The expansion plan aims to grow the current footprint from 18 countries to over 100 by the end of 2026. This initiative will allow users to spend their balances directly at 175 million merchant locations across the global Visa network without needing to convert funds into fiat currency beforehand.

How the Model Works

Users hold stablecoins in their crypto wallets and use a card issued through Bridge at standard merchant terminals. During the transaction, the asset is automatically converted, and the merchant receives local currency as usual. No manual card top-ups or prior fund transfers are required.

Settlement is handled through Lead Bank, while backend processing utilizes blockchain infrastructure instead of traditional card payment mechanisms.
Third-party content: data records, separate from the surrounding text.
//! Per-connection dispatch loop.

use std::io::{self, BufRead, Read, Write};

use tracing::{debug, info, warn};

use crate::{
    engine::{EndOutcome, SharedEngine},
    protocol::{self, ProtocolError, Request, Response},
    SessionError,
};

/// Longest request line accepted, terminator included.
pub const MAX_LINE_BYTES: u64 = 4096;

/// How a session finished.
#[derive(Clone, Copy, Debug, PartialEq, Eq)]
pub enum SessionEnd {
    /// The peer sent `QUIT`.
    Quit,
    /// The peer closed its side of the stream.
    Disconnected,
}

/// Serves one peer until it quits or disconnects.
///
/// Sends the greeting, then answers one request per line in order. Request
/// failures are reported as `ERR <reason>` and the session continues; only
/// transport errors end it early.
pub fn serve<R, W>(
    engine: &SharedEngine,
    server_name: &str,
    mut reader: R,
    mut writer: W,
) -> io::Result<SessionEnd>
where
    R: BufRead,
    W: Write,
{
    send(
        &mut writer,
        &Response::Hello {
            server_name: server_name.to_owned(),
        },
    )?;

    let mut buffer = Vec::new();
    loop {
        let line = match read_request(&mut reader, &mut buffer)? {
            Incoming::Line(line) => line,
            Incoming::TooLong => {
                let error = ProtocolError::LineTooLong {
                    limit: MAX_LINE_BYTES,
                };
                warn!(%error, "request rejected");
                send_error(&mut writer, &SessionError::from(error))?;
                continue;
            }
            Incoming::Closed => return Ok(SessionEnd::Disconnected),
        };
        if line.trim().is_empty() {
            continue;
        }

        let request = match protocol::parse(&line) {
            Ok(request) => request,
            Err(error) => {
                warn!(line = line.trim_end(), %error, "request rejected");
                send_error(&mut writer, &error)?;
                continue;
            }
        };

        let keyword = request.keyword();
        debug!(command = keyword, "dispatching request");
        match dispatch(engine, request, &mut writer) {
            Ok(Some(Response::Bye)) => {
                send(&mut writer, &Response::Bye)?;
                return Ok(SessionEnd::Quit);
            }
            Ok(Some(response)) => send(&mut writer, &response)?,
            Ok(None) => {}
            Err(SessionError::Io(error)) => return Err(error),
            Err(error) => {
                warn!(command = keyword, %error, "request failed");
                send_error(&mut writer, &error)?;
            }
        }
    }
}

enum Incoming {
    Line(String),
    TooLong,
    Closed,
}

/// Reads one line of at most [`MAX_LINE_BYTES`]. Bytes that are not UTF-8
/// are replaced, so they surface as an unknown command.
fn read_request<R: BufRead>(reader: &mut R, buffer: &mut Vec<u8>) -> io::Result<Incoming> {
    buffer.clear();
    let read = reader
        .by_ref()
        .take(MAX_LINE_BYTES)
        .read_until(b'\n', buffer)?;
    if read == 0 {
        return Ok(Incoming::Closed);
    }
    if buffer.last() != Some(&b'\n') && read as u64 == MAX_LINE_BYTES {
        skip_line(reader)?;
        return Ok(Incoming::TooLong);
    }
    Ok(Incoming::Line(String::from_utf8_lossy(buffer).into_owned()))
}

fn skip_line<R: BufRead>(reader: &mut R) -> io::Result<()> {
    loop {
        let (used, done) = {
            let available = reader.fill_buf()?;
            match available.iter().position(|byte| *byte == b'\n') {
                Some(end) => (end + 1, true),
                None => (available.len(), available.is_empty()),
            }
        };
        reader.consume(used);
        if done {
            return Ok(());
        }
    }
}

fn dispatch<W: Write>(
    engine: &SharedEngine,
    request: Request,
    writer: &mut W,
) -> Result<Option<Response>, SessionError> {
    let response = match request {
        Request::NewSim(new_sim) => {
            let replications_done = engine.new_simulation(new_sim)?;
            info!(replications_done, "simulation created");
            Response::Replicated {
                command: "NEW_SIM",
                replications_done,
            }
        }
        Request::ResumeSim {
            path,
            replications,
            result_path,
        } => {
            let replications_done = engine.resume_simulation(&path, replications, result_path)?;
            info!(path = %path.display(), replications_done, "simulation resumed");
            Response::Replicated {
                command: "RESUME_SIM",
                replications_done,
            }
        }
        Request::RunMore { replications } => Response::Replicated {
            command: "RUN_MORE",
            replications_done: engine.run_more(replications)?,
        },
        Request::SetMode(mode) => {
            engine.set_display_mode(mode);
            Response::ModeSet
        }
        Request::Summary(kind) => {
            engine.write_summary(kind, writer)?;
            return Ok(None);
        }
        Request::EndSim => {
            match engine.end_simulation() {
                EndOutcome::NoSimulation => {}
                EndOutcome::Saved { path } => {
                    info!(path = %path.display(), "simulation ended");
                }
                EndOutcome::SaveFailed { path, error } => {
                    warn!(path = %path.display(), %error, "simulation ended without snapshot");
                }
            }
            Response::Ended
        }
        Request::Quit => Response::Bye,
    };

    Ok(Some(response))
}

fn send<W: Write>(writer: &mut W, response: &Response) -> io::Result<()> {
    writeln!(writer, "{response}")?;
    writer.flush()
}

fn send_error<W: Write>(writer: &mut W, error: &SessionError) -> io::Result<()> {
    let reason = error
        .to_string()
        .replace(|symbol: char| symbol == '\r' || symbol == '\n', " ");
    writeln!(writer, "ERR {reason}")?;
    writer.flush()
}
#![deny(
    unsafe_code,
    missing_docs,
    dead_code,
    unused_results,
    non_snake_case,
    unreachable_pub
)]

//! Core contracts shared across the torus walk engine.
//!
//! This crate defines the grid model and the message surface that connects the
//! session adapter, the authoritative world, and the pure systems. Systems read
//! immutable views of the world, compute walk outcomes, and hand them back as
//! [`Command`] values; the world applies those commands through its `apply`
//! entry point and reports the result as [`Event`] values.

use std::path::PathBuf;

use thiserror::Error;

/// Maximum deviation of the move probabilities' sum from one.
pub const PROBABILITY_TOLERANCE: f64 = 1e-6;

/// Highest obstacle density the generator accepts; larger requests are clamped.
pub const MAX_OBSTACLE_DENSITY: f64 = 0.80;

/// Commands that express all permissible mutations of a live simulation.
#[derive(Clone, Debug, PartialEq)]
pub enum Command {
    /// Commits one complete replication sweep.
    ///
    /// `outcomes` is laid out in row-major order and must hold exactly one
    /// entry per grid cell: `Some` for every open cell and `None` for every
    /// obstacle.
    RecordSweep {
        /// Walk outcomes for every cell of the grid.
        outcomes: Vec<Option<WalkOutcome>>,
    },
    /// Replaces the advisory path used when the simulation is ended.
    SetResultPath {
        /// New result path, or `None` to fall back to the server default.
        path: Option<PathBuf>,
    },
}
#![deny(
    unsafe_code,
    missing_docs,
    dead_code,
    unused_results,
    non_snake_case,
    unreachable_pub
)]

//! Absorbing random walk sampler.

use rand::Rng;
use rand_distr::{Distribution, WeightedIndex};
use torus_walk_core::{CellCoord, Direction, ValidationError, WalkOutcome, WalkView};

/// Per-walk step cap used when no explicit configuration is supplied.
pub const DEFAULT_STEP_CAP: u64 = 10_000_000;

/// Configuration parameters required to construct a walker.
#[derive(Clone, Copy, Debug, PartialEq, Eq)]
pub struct Config {
    step_cap: u64,
}

impl Config {
    /// Creates a configuration that stops every walk after `step_cap` steps.
    #[must_use]
    pub const fn new(step_cap: u64) -> Self {
        Self { step_cap }
    }

    /// Maximum number of steps a single walk may take.
    #[must_use]
    pub const fn step_cap(&self) -> u64 {
        self.step_cap
    }
}

impl Default for Config {
    fn default() -> Self {
        Self::new(DEFAULT_STEP_CAP)
    }
}

/// Samples walks toward the grid center over a fixed simulation view.
///
/// Each step draws a direction from the move probabilities and attempts the
/// wrapped move; a move into an obstacle leaves the walker in place but still
/// costs a step. Walks that hit the step cap are cut off, reported as
/// truncated and never count as hits.
#[derive(Clone, Debug)]
pub struct Walker<'a> {
    view: WalkView<'a>,
    directions: WeightedIndex<f64>,
    step_cap: u64,
}

impl<'a> Walker<'a> {
    /// Prepares a walker, validating the view's move probabilities.
    pub fn new(view: WalkView<'a>, config: Config) -> Result<Self, ValidationError> {
        let probabilities = view.probabilities();
        probabilities.validate()?;

        let directions = WeightedIndex::new(probabilities.as_array()).map_err(|_| {
            ValidationError::Probabilities {
                probabilities: probabilities.as_array(),
            }
        })?;

        Ok(Self {
            view,
            directions,
            step_cap: config.step_cap,
        })
    }

    /// Simulates a single walk from `start` until it reaches the center.
    pub fn walk<R>(&self, start: CellCoord, rng: &mut R) -> WalkOutcome
    where
        R: Rng + ?Sized,
    {
        let grid = self.view.grid();
        let center = grid.center();
        if start == center {
            return WalkOutcome::ABSORBED_AT_START;
        }

        let mut cell = start;
        let mut steps: u64 = 0;
        while cell != center {
            if steps >= self.step_cap {
                return WalkOutcome {
                    steps,
                    hit: false,
                    truncated: true,
                };
            }

            let direction = Direction::ALL[self.directions.sample(rng)];
            let next = grid.step(cell, direction);
            if !self.view.is_blocked(next) {
                cell = next;
            }
            steps += 1;
        }

        WalkOutcome {
            steps,
            hit: self.view.step_budget().is_hit(steps),
            truncated: false,
        }
    }
}

#[cfg(test)]
mod tests {
    use super::*;
    use rand::SeedableRng;
    use rand_chacha::ChaCha8Rng;
    use torus_walk_core::{GridSize, MoveProbabilities, ObstacleField, StepBudget};

    fn view(grid: GridSize, probabilities: MoveProbabilities, budget: u32) -> WalkView<'static> {
        WalkView::new(
            grid,
            None,
            probabilities,
            StepBudget::new(budget).expect("budget"),
        )
    }

    const ALWAYS_RIGHT: MoveProbabilities = MoveProbabilities::new(0.0, 0.0, 0.0, 1.0);

    #[test]
    fn walk_from_center_is_an_immediate_hit() {
        let grid = GridSize::new(5, 5).expect("grid");
        let walker = Walker::new(view(grid, MoveProbabilities::uniform(), 1), Config::default())
            .expect("walker");
        let mut rng = ChaCha8Rng::seed_from_u64(3);

        assert_eq!(walker.walk(grid.center(), &mut rng), WalkOutcome::ABSORBED_AT_START);
    }

    #[test]
    fn deterministic_walk_wraps_around_the_edge() {
        // Center is column 2; starting at column 3 the walker wraps 3 -> 4 -> 0 -> 1 -> 2.
        let grid = GridSize::new(1, 5).expect("grid");
        let mut rng = ChaCha8Rng::seed_from_u64(11);

        let within = Walker::new(view(grid, ALWAYS_RIGHT, 4), Config::default()).expect("walker");
        assert_eq!(
            within.walk(CellCoord::new(0, 3), &mut rng),
            WalkOutcome {
                steps: 4,
                hit: true,
                truncated: false
            }
        );

        let beyond = Walker::new(view(grid, ALWAYS_RIGHT, 3), Config::default()).expect("walker");
        assert_eq!(
            beyond.walk(CellCoord::new(0, 3), &mut rng),
            WalkOutcome {
                steps: 4,
                hit: false,
                truncated: false
            }
        );
    }

    #[test]
    fn obstacles_consume_a_step_without_moving() {
        // The walker pushes right into a wall it can never pass; only the cap ends the walk.
        let grid = GridSize::new(1, 5).expect("grid");
        let mut field = ObstacleField::clear(grid).expect("field");
        field.set_blocked(CellCoord::new(0, 4), true);
        let view = WalkView::new(
            grid,
            Some(&field),
            ALWAYS_RIGHT,
            StepBudget::new(100).expect("budget"),
        );
        let walker = Walker::new(view, Config::new(25)).expect("walker");
        let mut rng = ChaCha8Rng::seed_from_u64(5);

        assert_eq!(
            walker.walk(CellCoord::new(0, 3), &mut rng),
            WalkOutcome {
                steps: 25,
                hit: false,
                truncated: true
            }
        );
    }

    #[test]
    fn step_cap_truncates_walks_as_misses() {
        let grid = GridSize::new(1, 5).expect("grid");
        let walker = Walker::new(view(grid, ALWAYS_RIGHT, 50), Config::new(2)).expect("walker");
        let mut rng = ChaCha8Rng::seed_from_u64(1);

        let outcome = walker.walk(CellCoord::new(0, 3), &mut rng);

        assert!(outcome.truncated);
        assert!(!outcome.hit);
        assert_eq!(outcome.steps, 2);
    }

    #[test]
    fn invalid_probabilities_are_rejected() {
        let grid = GridSize::new(3, 3).expect("grid");
        let skewed = MoveProbabilities::new(0.5, 0.5, 0.5, 0.5);

        assert!(Walker::new(view(grid, skewed, 5), Config::default()).is_err());
    }

    #[test]
    fn same_seed_replays_same_walks() {
        let grid = GridSize::new(7, 7).expect("grid");
        let walker = Walker::new(view(grid, MoveProbabilities::uniform(), 20), Config::default())
            .expect("walker");
        let mut first = ChaCha8Rng::seed_from_u64(99);
        let mut second = ChaCha8Rng::seed_from_u64(99);

        for cell in grid.cells() {
            assert_eq!(walker.walk(cell, &mut first), walker.walk(cell, &mut second));
        }
    }
}
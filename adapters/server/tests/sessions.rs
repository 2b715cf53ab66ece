use std::{
    env, fs,
    io::{BufRead, BufReader, Write},
    net::{TcpListener, TcpStream},
    path::PathBuf,
    process, thread,
    time::{SystemTime, UNIX_EPOCH},
};

use torus_walk_core::SeedSequence;
use torus_walk_server::{
    session::{self, SessionEnd},
    EngineConfig, SharedEngine,
};
use torus_walk_world::Simulation;

const UNIFORM: &str = "0.25 0.25 0.25 0.25";

fn engine(seed: u64) -> SharedEngine {
    SharedEngine::new(EngineConfig::default(), Box::new(SeedSequence::new(seed)))
}

fn run_script(engine: &SharedEngine, script: &str) -> Vec<String> {
    let mut output = Vec::new();
    let _ = session::serve(engine, "RandomWalkServer", script.as_bytes(), &mut output)
        .expect("session");
    String::from_utf8(output)
        .expect("utf8")
        .lines()
        .map(str::to_owned)
        .collect()
}

fn scratch_dir() -> PathBuf {
    let nanos = SystemTime::now()
        .duration_since(UNIX_EPOCH)
        .map(|elapsed| elapsed.as_nanos())
        .unwrap_or_default();
    env::temp_dir().join(format!("torus-walk-server-{}-{nanos}", process::id()))
}

fn cells(row: &str) -> Vec<&str> {
    row.split(' ').collect()
}

#[test]
fn open_grid_summaries_follow_protocol() {
    let engine = engine(11);
    let script = format!(
        "NEW_SIM 3 3 0 {UNIFORM} 50 100 result.txt\nGET_SUMMARY_AVG\nGET_SUMMARY_PROB\nQUIT\n"
    );

    let lines = run_script(&engine, &script);

    assert_eq!(lines[0], "HELLO RandomWalkServer");
    assert_eq!(lines[1], "OK NEW_SIM REPS=100");
    assert_eq!(lines[2], "OK SUMMARY_AVG H=3 W=3 REPS=100");
    assert_eq!(cells(&lines[4])[1], "0.0");
    for row in &lines[3..6] {
        assert_eq!(cells(row).len(), 3);
        for value in cells(row) {
            let value: f64 = value.parse().expect("mean");
            assert!(value >= 0.0);
        }
    }

    assert_eq!(lines[6], "OK SUMMARY_PROB H=3 W=3 K=50 REPS=100");
    assert_eq!(cells(&lines[8])[1], "1.00");
    for row in &lines[7..10] {
        for value in cells(row) {
            let value: f64 = value.parse().expect("probability");
            assert!((0.0..=1.0).contains(&value));
        }
    }
    assert_eq!(lines[10], "OK BYE");
    assert_eq!(lines.len(), 11);
}

#[test]
fn summaries_are_idempotent() {
    let engine = engine(3);
    let _ = run_script(&engine, &format!("NEW_SIM 4 5 0 {UNIFORM} 8 20 r.txt\n"));

    let first = run_script(&engine, "GET_SUMMARY_AVG\nGET_SUMMARY_PROB\n");
    let second = run_script(&engine, "GET_SUMMARY_AVG\nGET_SUMMARY_PROB\n");

    assert_eq!(first, second);
    assert_eq!(first.len(), 1 + 2 * (1 + 4));
}

#[test]
fn dense_obstacles_are_connected_or_reported() {
    let engine = engine(5);
    let lines = run_script(
        &engine,
        &format!("NEW_SIM 5 5 1 {UNIFORM} 10 5 r.txt 0.5\nGET_SUMMARY_AVG\n"),
    );

    if lines[1] == "OK NEW_SIM REPS=5" {
        let snapshot = engine.snapshot().expect("simulation");
        assert!(snapshot.obstacle_mode);
        assert!(Simulation::restore(snapshot).is_ok());
        assert!(!cells(&lines[5])[2].starts_with('X'));
    } else {
        assert!(lines[1].starts_with("ERR "), "unexpected {}", lines[1]);
        assert_eq!(lines[2], "ERR No simulation");
    }
}

#[test]
fn invalid_requests_report_errors_and_keep_state() {
    let engine = engine(8);
    let script = format!(
        "NEW_SIM 3 3 0 {UNIFORM} 5 4 r.txt\n\
         NEW_SIM 3 3 0 0.5 0.5 0.5 0.5 5 4 r.txt\n\
         RUN_MORE 0\n\
         RUN_MORE 2\n\
         RESUME_SIM /definitely/missing/state.txt 1 out.txt\n\
         RUN_MORE 1\n\
         SET_MODE 7\n\
         HELLO\n"
    );

    let lines = run_script(&engine, &script);

    assert_eq!(lines[1], "OK NEW_SIM REPS=4");
    assert!(lines[2].starts_with("ERR "), "{}", lines[2]);
    assert_eq!(lines[3], "ERR bad RUN_MORE params: reps must be positive");
    assert_eq!(lines[4], "OK RUN_MORE REPS=6");
    assert!(lines[5].starts_with("ERR could not read snapshot"), "{}", lines[5]);
    assert_eq!(lines[6], "OK RUN_MORE REPS=7");
    assert_eq!(lines[7], "ERR bad SET_MODE params: mode must be 0 or 1");
    assert_eq!(lines[8], "ERR Unknown command HELLO");
}

#[test]
fn zero_replications_are_rejected_without_replacing() {
    let engine = engine(9);
    let lines = run_script(
        &engine,
        &format!(
            "NEW_SIM 3 3 0 {UNIFORM} 5 3 r.txt\n\
             NEW_SIM 4 4 0 {UNIFORM} 5 0 r.txt\n\
             RESUME_SIM state.txt 0 out.txt\n\
             GET_SUMMARY_AVG\n"
        ),
    );

    assert_eq!(lines[1], "OK NEW_SIM REPS=3");
    assert_eq!(lines[2], "ERR bad NEW_SIM params: reps must be positive");
    assert_eq!(lines[3], "ERR bad RESUME_SIM params: reps must be positive");
    assert_eq!(lines[4], "OK SUMMARY_AVG H=3 W=3 REPS=3");
}

#[test]
fn ended_simulation_can_be_resumed() {
    let dir = scratch_dir();
    let first = dir.join("first/state.txt");
    let second = dir.join("second.txt");
    let engine = engine(21);

    let lines = run_script(
        &engine,
        &format!(
            "NEW_SIM 4 4 1 {UNIFORM} 6 10 {} 0.2\nEND_SIM\nRUN_MORE 1\nRESUME_SIM {} 5 {}\nGET_SUMMARY_PROB\nEND_SIM\n",
            first.display(),
            first.display(),
            second.display()
        ),
    );

    assert_eq!(lines[1], "OK NEW_SIM REPS=10");
    assert_eq!(lines[2], "OK END_SIM");
    assert_eq!(lines[3], "ERR No simulation");
    assert_eq!(lines[4], "OK RESUME_SIM REPS=15");
    assert_eq!(lines[5], "OK SUMMARY_PROB H=4 W=4 K=6 REPS=15");
    assert_eq!(lines[10], "OK END_SIM");

    let saved = torus_walk_snapshot::load(&second).expect("second snapshot");
    assert_eq!(saved.replications_done, 15);
    let original = torus_walk_snapshot::load(&first).expect("first snapshot");
    assert_eq!(original.replications_done, 10);
    assert_eq!(original.obstacles, saved.obstacles);

    let _ = fs::remove_dir_all(dir);
}

#[test]
fn concurrent_sessions_see_whole_commands() {
    let engine = engine(13);
    let _ = run_script(&engine, &format!("NEW_SIM 6 6 0 {UNIFORM} 12 1 r.txt\n"));

    let engine = &engine;
    let outputs: Vec<Vec<String>> = thread::scope(|scope| {
        let handles: Vec<_> = (0..4)
            .map(|_| {
                scope.spawn(move || {
                    run_script(
                        engine,
                        "RUN_MORE 5\nGET_SUMMARY_AVG\nRUN_MORE 5\nGET_SUMMARY_PROB\nQUIT\n",
                    )
                })
            })
            .collect();
        handles
            .into_iter()
            .map(|handle| handle.join().expect("session thread"))
            .collect()
    });

    for lines in &outputs {
        assert_eq!(lines.len(), 1 + 1 + 7 + 1 + 7 + 1);
        assert!(lines[1].starts_with("OK RUN_MORE REPS="));
        assert!(lines[2].starts_with("OK SUMMARY_AVG H=6 W=6 REPS="));
        for row in &lines[3..9] {
            assert_eq!(cells(row).len(), 6);
        }
        assert!(lines[10].starts_with("OK SUMMARY_PROB H=6 W=6 K=12 REPS="));
        assert_eq!(lines[17], "OK BYE");
    }
    assert_eq!(engine.snapshot().expect("simulation").replications_done, 41);
}

#[test]
fn tcp_connection_round_trip() {
    let listener = TcpListener::bind("127.0.0.1:0").expect("bind");
    let address = listener.local_addr().expect("address");
    let server = thread::spawn(move || {
        let engine = engine(1);
        let (stream, _) = listener.accept().expect("accept");
        let reader = BufReader::new(stream.try_clone().expect("clone"));
        session::serve(&engine, "RandomWalkServer", reader, stream).expect("session")
    });

    let mut client = TcpStream::connect(address).expect("connect");
    client
        .write_all(format!("NEW_SIM 3 3 0 {UNIFORM} 4 2 r.txt\r\nQUIT\r\n").as_bytes())
        .expect("write");
    let lines: Vec<String> = BufReader::new(client)
        .lines()
        .collect::<Result<_, _>>()
        .expect("read");

    assert_eq!(lines, vec!["HELLO RandomWalkServer", "OK NEW_SIM REPS=2", "OK BYE"]);
    assert_eq!(server.join().expect("server thread"), SessionEnd::Quit);
}
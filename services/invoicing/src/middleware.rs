//! Middleware for JWT token validation and authentication

use axum::{
    extract::{Request, State},
    middleware::Next,
    response::Response,
};
use axum_extra::{
    TypedHeader,
    headers::{Authorization, authorization::Bearer},
};
use tracing::warn;
use uuid::Uuid;

use crate::{
    error::{ApiError, ServiceError},
    jwt::TokenType,
    repositories::Store,
    state::AppState,
};

/// Caller identity taken from a valid access token
#[derive(Debug, Clone, Copy, PartialEq, Eq)]
pub struct AuthUser {
    pub id: Uuid,
}

/// Reject requests without a valid access token and expose the caller as an
/// [`AuthUser`] extension
///
/// The token's subject must still be an active account; a token issued
/// before deactivation stops working at once.
pub async fn auth_middleware<S: Store>(
    State(state): State<AppState<S>>,
    bearer: Option<TypedHeader<Authorization<Bearer>>>,
    mut req: Request,
    next: Next,
) -> Result<Response, ApiError> {
    let TypedHeader(Authorization(bearer)) = bearer.ok_or(ApiError::Unauthorized)?;

    let claims = state
        .jwt_service
        .validate_token(bearer.token())
        .map_err(|e| {
            warn!("Failed to validate token: {}", e);
            ApiError::Unauthorized
        })?;

    if claims.token_type != TokenType::Access {
        warn!("Refresh token used as access token");
        return Err(ApiError::Unauthorized);
    }

    state
        .services
        .accounts
        .me(claims.sub)
        .await
        .map_err(|e| match e {
            ServiceError::NotFound(_) => {
                warn!(user_id = %claims.sub, "Token subject is not an active account");
                ApiError::Unauthorized
            }
            other => ApiError::Service(other),
        })?;

    req.extensions_mut().insert(AuthUser { id: claims.sub });

    Ok(next.run(req).await)
}
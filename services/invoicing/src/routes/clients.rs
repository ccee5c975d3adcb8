//! Client handlers

use axum::{
    Extension, Json,
    extract::{Path, Query, State},
    http::StatusCode,
    response::IntoResponse,
};
use serde_json::json;
use uuid::Uuid;

use crate::{
    error::{ApiError, ApiResult},
    middleware::AuthUser,
    models::{ClientDetails, ClientQuery},
    repositories::Store,
    state::AppState,
    validation::{validate_email, validate_required},
};

fn validated(mut details: ClientDetails) -> ApiResult<ClientDetails> {
    details.name = details.name.trim().to_string();
    details.email = details.email.trim().to_lowercase();
    validate_required("name", &details.name).map_err(ApiError::BadRequest)?;
    validate_email(&details.email).map_err(ApiError::BadRequest)?;
    Ok(details)
}

pub async fn create<S: Store>(
    State(state): State<AppState<S>>,
    Extension(auth): Extension<AuthUser>,
    Json(payload): Json<ClientDetails>,
) -> ApiResult<impl IntoResponse> {
    let details = validated(payload)?;
    let client = state.services.clients.create(auth.id, &details).await?;
    Ok((StatusCode::CREATED, Json(client)))
}

pub async fn list<S: Store>(
    State(state): State<AppState<S>>,
    Extension(auth): Extension<AuthUser>,
    Query(query): Query<ClientQuery>,
) -> ApiResult<impl IntoResponse> {
    Ok(Json(state.services.clients.list(auth.id, &query).await?))
}

pub async fn get<S: Store>(
    State(state): State<AppState<S>>,
    Extension(auth): Extension<AuthUser>,
    Path(id): Path<Uuid>,
) -> ApiResult<impl IntoResponse> {
    Ok(Json(state.services.clients.get(id, auth.id).await?))
}

pub async fn update<S: Store>(
    State(state): State<AppState<S>>,
    Extension(auth): Extension<AuthUser>,
    Path(id): Path<Uuid>,
    Json(payload): Json<ClientDetails>,
) -> ApiResult<impl IntoResponse> {
    let details = validated(payload)?;
    Ok(Json(
        state.services.clients.update(id, auth.id, &details).await?,
    ))
}

pub async fn delete<S: Store>(
    State(state): State<AppState<S>>,
    Extension(auth): Extension<AuthUser>,
    Path(id): Path<Uuid>,
) -> ApiResult<impl IntoResponse> {
    state.services.clients.delete(id, auth.id).await?;
    Ok(Json(json!({ "message": "Client deleted" })))
}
While the process remains invisible to both the user and the merchant, it structurally shifts a portion of the payment logic onto on-chain infrastructure.

Current Participants

Phantom, the leading wallet in the Solana ecosystem, and MetaMask, the primary wallet for Ethereum, are already using Bridge’s API to issue branded debit cards. Combined, these platforms cover the two largest DeFi ecosystems by active user count.

This model allows any wallet developer to integrate card functionality without building their own payment infrastructure, significantly lowering the barrier to entry.

Geographic Strategy

The program initially launched in Argentina, Colombia, and Mexico—markets characterized by high inflation, currency restrictions, and limited access to US dollar banking. The expansion to over 100 countries includes Europe, the Asia-Pacific region, Africa, and the Middle East, covering both developed financial markets and mobile-oriented economies with lower banking access.

Visa is leveraging its existing network and regulatory infrastructure, making the ambitious 2026 deadline realistic. Rather than building a parallel global system, Bridge is scaling on top of Visa’s established ecosystem.

The Dilemma for Card Networks

On one hand, Visa is positioning itself as a bridge between stablecoin wallets and real-world commerce. On the other, it is validating the use of stablecoins as an everyday payment tool—a process that could, in the long term, accelerate the development of entirely on-chain payment models that bypass card intermediaries.

Similar logic drives recent partnerships by Mastercard in the segment. Both major networks are choosing a strategy of integration over confrontation. Whether this will secure their dominant position in the new payment architecture or merely delay potential marginalization will depend on how quickly merchants begin accepting direct blockchain payments without card-based middlemen.